Bramwell William "Dick" Hodder (15 November 1923 – 12 September 2006) was a British geographer and academic, specialising in African studies.

Having served in the British Army during the Second World War, he studied geography at Oriel College, Oxford and the University of London. He then began a long academic career stretching across three continents: he was a lecturer at the University of Malaya in Singapore (1952–1956), the University of Ibadan in Nigeria (1956–1963), the University of Glasgow in Scotland (1963–1964), before joining Queen Mary College, University of London in England in 1964 as a Reader. He moved to the University of London's School of Oriental and African Studies in 1970 as professor of geography, retiring in 1983 and being appointed emeritus professor.

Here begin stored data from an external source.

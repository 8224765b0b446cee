// SPDX-FileCopyrightText: 2026 ActionHub Contributors
// SPDX-License-Identifier: MIT OR Apache-2.0

//! Builds the restricted context view handed to a plugin instance.

use actionhub_core::types::{CLASS_NAME_KEY, MODULE_KEY, NODE_KEY};
use actionhub_core::{PluginContext, PluginIdentity};
use serde_json::{Map, Value};
use tracing::debug;

/// Context keys copied to plugins when nothing else is configured.
pub const DEFAULT_CONTEXT_ALLOWLIST: &[&str] = &[NODE_KEY];

/// Copy the allow-listed keys of `context` and stamp the plugin identity.
///
/// The `node` entry always exists in the result: the engine owns its
/// `className` and `module` keys and overwrites whatever the caller sent.
/// Every other caller key outside `allowlist` is dropped.
pub fn plugin_context(
    context: &Map<String, Value>,
    allowlist: &[String],
    identity: &PluginIdentity,
) -> PluginContext {
    let mut visible: Map<String, Value> = allowlist
        .iter()
        .filter_map(|key| context.get(key).map(|v| (key.clone(), v.clone())))
        .collect();

    let dropped = context.keys().filter(|k| !visible.contains_key(*k)).count();
    if dropped > 0 {
        debug!(dropped, "context keys outside the allowlist withheld from plugin");
    }

    let node = visible
        .entry(NODE_KEY)
        .or_insert_with(|| Value::Object(Map::new()));
    if !node.is_object() {
        *node = Value::Object(Map::new());
    }
    if let Value::Object(node) = node {
        node.insert(
            CLASS_NAME_KEY.to_string(),
            Value::String(identity.class_name.clone()),
        );
        node.insert(
            MODULE_KEY.to_string(),
            Value::String(identity.module.clone()),
        );
    }

    PluginContext::new(visible)
}

#[cfg(test)]
mod tests {
    use super::*;
    use serde_json::json;

    fn identity() -> PluginIdentity {
        PluginIdentity::new("CardAdder", "plugins::trello")
    }

    fn allow(keys: &[&str]) -> Vec<String> {
        keys.iter().map(|k| k.to_string()).collect()
    }

    #[test]
    fn only_allowlisted_keys_are_visible() {
        let context = json!({
            "node": {"id": "n-1"},
            "session": {"secret": "s"},
            "profile": {"email": "x@example.com"}
        });
        let ctx = plugin_context(context.as_object().unwrap(), &allow(&["node"]), &identity());
        assert_eq!(ctx.keys().collect::<Vec<_>>(), vec!["node"]);
        assert_eq!(ctx.node().unwrap()["id"], "n-1");
    }

    #[test]
    fn identity_overwrites_caller_supplied_reserved_keys() {
        let context = json!({"node": {"className": "Spoofed", "module": "evil"}});
        let ctx = plugin_context(context.as_object().unwrap(), &allow(&["node"]), &identity());
        assert_eq!(ctx.class_name(), Some("CardAdder"));
        assert_eq!(ctx.module(), Some("plugins::trello"));
    }

    #[test]
    fn node_is_created_when_missing_or_malformed() {
        let empty = Map::new();
        let ctx = plugin_context(&empty, &allow(&["node"]), &identity());
        assert_eq!(ctx.class_name(), Some("CardAdder"));

        let context = json!({"node": "not-an-object"});
        let ctx = plugin_context(context.as_object().unwrap(), &allow(&["node"]), &identity());
        assert_eq!(ctx.module(), Some("plugins::trello"));
    }

    #[test]
    fn extra_allowlisted_keys_pass_through() {
        let context = json!({"node": {}, "flow": {"id": "f"}, "event": {}});
        let ctx = plugin_context(
            context.as_object().unwrap(),
            &allow(&["node", "flow"]),
            &identity(),
        );
        let mut keys: Vec<_> = ctx.keys().collect();
        keys.sort_unstable();
        assert_eq!(keys, vec!["flow", "node"]);
    }
}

Hodder was married three times. Among his five children and two step-daughters is the archaeologist and academic Ian Hodder.

==Selected works==

- Hodder, B. W. (1967). "Africa in Transition: Geographical Essays"
- Hodder, B. W. (1968). "Economic Development in the Tropics"
- Hodder, B. W. (1969). "Markets in West Africa; studies of markets and trade among the Yoruba and Ibo"
- Hodder, B. W (1974). "Economic Geography"
- Hodder, B. W. (1978). "Africa today: A short introduction to African affairs"
- Hodder, Dick (1998). "Land-locked states of Africa and Asia"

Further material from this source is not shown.